10.02.08,Raandom Thoughts. A heinous racket!

A heinous racket! Whether this is common or merely in one hospital in Northern Ireland, I am unable to say as I have not researched it, but heinous it certainly is. A young woman, heavily pregnant and with a serious lung complaint had been sent to the hospital for attention. She entered the car parking area drove round for half an hour not finding anywhere to park and in desperation parked in the empty area for handicapped drivers. She then rushed to the hospital. When she came out she found her car clamped, any explanation fell on deaf ears and she was fined 50 or £60. But it is evident this is a racket, because it also is not the first instance. Let us examine the sequence. The car was allowed to enter the parking spaces, while there were a number of empty spaces for the handicapped, there was none for those who hadn’t a blue badge. To get out of the parking lot one required to take one’s parking ticket into the hospital and pay for parking at that point. So she would have had to leave her car somewhere to go and pay for a ticket to get out. If the disabled parking spaces had not been included in the overall parking facility, then the barrier would not have allowed her in, so the fault lay with the parking organisation. The fact that it had happened more than once was a clear indication that one must assume those in real authority, were never informed by the man collecting the £60. It is unlikely that he ever passed that £60 on to his employer, otherwise this farce could not have been repeated.

Censorship. Away back in the dark ages I used to think that the censorship of films and radio programmes was carried to ludicrous extremes. Today I believe there is a strong case for some form of uniformity in the standards of entertainment. Before I go further let me remind you that I spent nearly 5 years on the lower deck of the Royal Navy, and worked in one of the toughest industries, heavy engineering, and so I’m not highly sensitive to crude comment and bad language to the extent that swear words are inserted between syllables in a word. Some years ago there was a film called Shaft, presenting the exploits of an Afro American detective. The one thing it did not contain was racism. Yesterday on TV was a programme entitled Shaft, in which a very unpleasant excessively rich young man, to the amusement of his excessively rich friends, did his best to annoy an Afro American who had come into the bar. This ultimately resulted in the Afro-American being beaten up and killed, and the young man having his nose broken, gratuitously, by an Afro American policeman. From that point on the steady flow of bad language, and arrant racism would probably have shocked some of my naval colleagues, and the actual violence was not only excessive from every angle, the outcome of the actions was impossible. For example at the request of an Afro American young woman, whose child was being bullied by the head of an Afro-American gang, the same policeman pistol whipped the boy who was the head of the gang, across the mouth with such force that it would have broken his jaw at the first attempt, but he did this four times and the boy was still able to speak. I believe this level of filthy language, racism and excessive violence is becoming a standard feature in films coming out of America, and they appear to be vying, one with another, to be more disgusting and more violent. I’m no prude, but it is time, in view of the violence in our schools on our streets, that it is not portrayed as the norm.
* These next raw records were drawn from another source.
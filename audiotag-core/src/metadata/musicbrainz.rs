//! MusicBrainz recording lookup (spec.md §4.4 step 1).

use crate::cache::{Cache, CacheBundle};
use crate::limiter::IntervalLimiter;
use crate::types::CanonicalMetadata;
use audiotag_common::error::{Error, Result};
use serde::Deserialize;
use std::time::Duration;

const MUSICBRAINZ_API_URL: &str = "https://musicbrainz.org/ws/2";
const MAX_ATTEMPTS: u32 = 3;

#[derive(Debug, Deserialize)]
struct RecordingJson {
    id: String,
    title: String,
    #[serde(rename = "artist-credit", default)]
    artist_credit: Vec<ArtistCreditJson>,
    #[serde(default)]
    releases: Vec<ReleaseJson>,
    #[serde(default)]
    tags: Vec<TagJson>,
}

#[derive(Debug, Deserialize)]
struct ArtistCreditJson {
    name: String,
    #[serde(default)]
    joinphrase: String,
}

#[derive(Debug, Deserialize, Clone)]
struct ReleaseJson {
    id: String,
    title: String,
    #[serde(default)]
    status: Option<String>,
    #[serde(default)]
    date: Option<String>,
    #[serde(rename = "release-group", default)]
    release_group: Option<ReleaseGroupJson>,
}

#[derive(Debug, Deserialize, Clone)]
struct ReleaseGroupJson {
    #[serde(rename = "primary-type", default)]
    primary_type: Option<String>,
}

#[derive(Debug, Deserialize)]
struct TagJson {
    name: String,
    count: u32,
}

pub struct MusicBrainzClient {
    http: reqwest::Client,
    limiter: IntervalLimiter,
    genre_vote_threshold: u32,
}

impl MusicBrainzClient {
    pub fn new() -> Self {
        Self {
            http: reqwest::Client::builder()
                .user_agent("audiotag/0.1 (+https://example.invalid)")
                .timeout(std::time::Duration::from_secs(20))
                .build()
                .expect("reqwest client builds"),
            // MusicBrainz's documented limit: ~1 request/second, with headroom.
            limiter: IntervalLimiter::from_millis(1_100),
            genre_vote_threshold: 1,
        }
    }

    /// Looks up each candidate recording id in order; returns the first
    /// non-empty mapped result, caching per recording id along the way.
    pub async fn resolve(
        &self,
        recording_ids: &[String],
        caches: &CacheBundle,
    ) -> Result<Option<CanonicalMetadata>> {
        for recording_id in recording_ids {
            if let Some(cached) = caches.metadata.get(recording_id).await? {
                if cached.is_some() {
                    return Ok(cached);
                }
                continue;
            }

            let resolved = self.fetch_one(recording_id).await?;
            caches.metadata.put(recording_id, resolved.clone()).await?;
            if resolved.is_some() {
                return Ok(resolved);
            }
        }
        Ok(None)
    }

    async fn fetch_one(&self, recording_id: &str) -> Result<Option<CanonicalMetadata>> {
        let mut attempt = 0;
        let mut backoff = Duration::from_millis(250);

        loop {
            attempt += 1;
            self.limiter.acquire().await?;

            match self.fetch_once(recording_id).await {
                Ok(recording) => return Ok(recording),
                Err(RetryableError::Fatal(e)) => return Err(e),
                Err(RetryableError::RetryAfter(secs)) => {
                    self.limiter.handle_retry_after(secs).await;
                    if attempt >= MAX_ATTEMPTS {
                        return Err(Error::Api {
                            service: "MusicBrainz",
                            status: Some(429),
                            message: "rate limited after retries".to_string(),
                        });
                    }
                }
                Err(RetryableError::Transient(e)) => {
                    if attempt >= MAX_ATTEMPTS {
                        return Err(e);
                    }
                    tokio::time::sleep(backoff).await;
                    backoff *= 2;
                }
            }
        }
    }

    async fn fetch_once(
        &self,
        recording_id: &str,
    ) -> std::result::Result<Option<CanonicalMetadata>, RetryableError> {
        let url = format!(
            "{MUSICBRAINZ_API_URL}/recording/{recording_id}?fmt=json&inc=artist-credits+releases+release-groups+tags"
        );
        let response = self.http.get(&url).send().await.map_err(|e| {
            RetryableError::Transient(Error::Api {
                service: "MusicBrainz",
                status: None,
                message: e.to_string(),
            })
        })?;

        let status = response.status();
        if status == reqwest::StatusCode::NOT_FOUND {
            return Ok(None);
        }
        if status.as_u16() == 429 {
            let retry_after = response
                .headers()
                .get("Retry-After")
                .and_then(|v| v.to_str().ok())
                .and_then(|v| v.parse().ok())
                .unwrap_or(1);
            return Err(RetryableError::RetryAfter(retry_after));
        }
        if status.is_server_error() {
            return Err(RetryableError::Transient(Error::Api {
                service: "MusicBrainz",
                status: Some(status.as_u16()),
                message: "server error".to_string(),
            }));
        }
        if !status.is_success() {
            return Err(RetryableError::Fatal(Error::Api {
                service: "MusicBrainz",
                status: Some(status.as_u16()),
                message: "lookup failed".to_string(),
            }));
        }

        let recording: RecordingJson = response.json().await.map_err(|e| {
            RetryableError::Fatal(Error::Api {
                service: "MusicBrainz",
                status: None,
                message: format!("invalid response: {e}"),
            })
        })?;

        Ok(Some(map_recording(recording, self.genre_vote_threshold)))
    }
}

enum RetryableError {
    Fatal(Error),
    Transient(Error),
    RetryAfter(u64),
}

impl Default for MusicBrainzClient {
    fn default() -> Self {
        Self::new()
    }
}

fn map_recording(recording: RecordingJson, genre_vote_threshold: u32) -> CanonicalMetadata {
    let (primary_artist, featured_artists) = split_artist_credit(&recording.artist_credit);
    let release = best_release(&recording.releases);

    let year = release
        .as_ref()
        .and_then(|r| r.date.as_deref())
        .and_then(audiotag_common::time::year_from_date_str);

    let mut genres: Vec<(String, u32)> = recording
        .tags
        .into_iter()
        .filter(|t| t.count >= genre_vote_threshold)
        .map(|t| (capitalize_words(&t.name), t.count))
        .collect();
    genres.sort_by(|a, b| b.1.cmp(&a.1));

    CanonicalMetadata {
        recording_id: recording.id,
        release_id: release.as_ref().map(|r| r.id.clone()),
        title: recording.title,
        artist: primary_artist,
        featured_artists,
        album: release.map(|r| r.title),
        year,
        genres: genres.into_iter().map(|(name, _)| name).collect(),
        artwork_url: None,
    }
}

/// Splits a MusicBrainz artist-credit list into (primary, featured),
/// treating a `joinphrase` that mentions "feat" as the boundary.
fn split_artist_credit(credits: &[ArtistCreditJson]) -> (String, Vec<String>) {
    let Some(first) = credits.first() else {
        return (String::new(), Vec::new());
    };

    let mut primary = first.name.clone();
    let mut featured = Vec::new();
    let mut in_featured = first.joinphrase.to_lowercase().contains("feat");

    for credit in credits.iter().skip(1) {
        if in_featured {
            featured.push(credit.name.clone());
        } else {
            primary.push_str(&credit.name);
        }
        in_featured = in_featured || credit.joinphrase.to_lowercase().contains("feat");
    }

    (primary, featured)
}

/// Release ordering from spec.md §4.4: Official > other, then
/// Album > EP/Single > other, then earliest date.
fn best_release(releases: &[ReleaseJson]) -> Option<ReleaseJson> {
    fn status_rank(r: &ReleaseJson) -> u8 {
        match r.status.as_deref() {
            Some("Official") => 0,
            _ => 1,
        }
    }
    fn type_rank(r: &ReleaseJson) -> u8 {
        match r
            .release_group
            .as_ref()
            .and_then(|g| g.primary_type.as_deref())
        {
            Some("Album") => 0,
            Some("EP") | Some("Single") => 1,
            _ => 2,
        }
    }

    releases
        .iter()
        .min_by(|a, b| {
            status_rank(a)
                .cmp(&status_rank(b))
                .then(type_rank(a).cmp(&type_rank(b)))
                .then(a.date.as_deref().unwrap_or("9999").cmp(b.date.as_deref().unwrap_or("9999")))
        })
        .cloned()
}

fn capitalize_words(s: &str) -> String {
    s.split_whitespace()
        .map(|word| {
            let mut chars = word.chars();
            match chars.next() {
                Some(first) => first.to_uppercase().collect::<String>() + chars.as_str(),
                None => String::new(),
            }
        })
        .collect::<Vec<_>>()
        .join(" ")
}

#[cfg(test)]
mod tests {
    use super::*;

    #[test]
    fn splits_featured_artist_on_feat_joinphrase() {
        let credits = vec![
            ArtistCreditJson { name: "Daft Punk".to_string(), joinphrase: " feat. ".to_string() },
            ArtistCreditJson { name: "Pharrell Williams".to_string(), joinphrase: String::new() },
        ];
        let (primary, featured) = split_artist_credit(&credits);
        assert_eq!(primary, "Daft Punk");
        assert_eq!(featured, vec!["Pharrell Williams".to_string()]);
    }

    #[test]
    fn no_joinphrase_concatenates_into_primary() {
        let credits = vec![
            ArtistCreditJson { name: "Artist A".to_string(), joinphrase: " & ".to_string() },
            ArtistCreditJson { name: "Artist B".to_string(), joinphrase: String::new() },
        ];
        let (primary, featured) = split_artist_credit(&credits);
        assert_eq!(primary, "Artist A & Artist B");
        assert!(featured.is_empty());
    }

    #[test]
    fn best_release_prefers_official_album_earliest() {
        let releases = vec![
            ReleaseJson {
                id: "r1".into(),
                title: "Single Release".into(),
                status: Some("Official".to_string()),
                date: Some("2005-01-01".to_string()),
                release_group: Some(ReleaseGroupJson { primary_type: Some("Single".to_string()) }),
            },
            ReleaseJson {
                id: "r2".into(),
                title: "Album Release".into(),
                status: Some("Official".to_string()),
                date: Some("2003-06-15".to_string()),
                release_group: Some(ReleaseGroupJson { primary_type: Some("Album".to_string()) }),
            },
            ReleaseJson {
                id: "r3".into(),
                title: "Promo".into(),
                status: Some("Promotion".to_string()),
                date: Some("2001-01-01".to_string()),
                release_group: Some(ReleaseGroupJson { primary_type: Some("Album".to_string()) }),
            },
        ];
        let chosen = best_release(&releases).unwrap();
        assert_eq!(chosen.id, "r2");
    }

    #[test]
    fn genre_capitalisation_and_threshold_filter() {
        let recording = RecordingJson {
            id: "rec1".into(),
            title: "Song".into(),
            artist_credit: vec![ArtistCreditJson { name: "Artist".into(), joinphrase: String::new() }],
            releases: vec![],
            tags: vec![
                TagJson { name: "synth pop".into(), count: 5 },
                TagJson { name: "obscure".into(), count: 0 },
            ],
        };
        let mapped = map_recording(recording, 1);
        assert_eq!(mapped.genres, vec!["Synth Pop".to_string()]);
    }
}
Music and especially Jazz. I was brought up in the 30s with a gramophone having a huge bell speaker playing classical music, and the latest hits. Always I have collected music, from opera to bop, classics to syncopation. My daughter encouraged me to listen to music on Sky TV, but I found it impossible to find any station playing music that had a melody. Jazz, people like Art Tatum and Charlie Parker have always been beyond me, because I like a melody, at least in the opening bars, what they do with it after that I find interesting, but don’t always understand. I have really never understood opera, I love the arias and those choral sections, but what is sung in between in a foreign language I’m afraid, leaves me cold. So I do not understand some of the frenetic, and totally un-melodic, alleged music, which is so prevalent, and apparently so repetitive today. Some is wonderful, and well worth listening to, but it is the majority that I’m complaining about. Rap is an alien, Afro-American culture, which I cannot appreciate as an art form. The first two or three when I heard it I thought were clever, but no longer. Big band sounds, constructive jazz, and country and western, all have their place, will live forever, along with the classics, even becoming classics, but I believe the sell by date of some of what is produced today is the day after it was produced. It is an assembly line of the get rich quick, at the expense of the lives of those young people who believe they have a future in music, but are quickly dumped, when another young ingenue comes along.